- How to complete this task: Report all lines of the records that contain "warn".

- Task inputs:
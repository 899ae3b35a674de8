//! Request logging

use std::time::{Duration, Instant};

use axum::extract::{MatchedPath, Request};
use axum::middleware::Next;
use axum::response::Response;
use tracing::{info, warn};

/// Log the outcome of a request with structured fields.
///
/// `route` is the matched route template (e.g. `/users/{user_id}/forecast`),
/// never the concrete path, so user ids stay out of the route field.
#[inline]
pub fn log_request(method: &str, route: &str, status: u16, elapsed: Duration) {
    let duration_ms = elapsed.as_millis() as u64;

    if status < 500 {
        info!(method, route, status, duration_ms, "request_completed");
    } else {
        warn!(method, route, status, duration_ms, "request_failed");
    }
}

/// Middleware timing every request and logging it through [`log_request`].
pub async fn trace_requests(request: Request, next: Next) -> Response {
    let started = Instant::now();
    let method = request.method().to_string();
    let route = request
        .extensions()
        .get::<MatchedPath>()
        .map(|path| path.as_str().to_string())
        .unwrap_or_else(|| "unmatched".to_string());

    let response = next.run(request).await;
    log_request(&method, &route, response.status().as_u16(), started.elapsed());
    response
}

- Exercise result:
use tracing::{info, warn};
        warn!(method, route, status, duration_ms, "request_failed");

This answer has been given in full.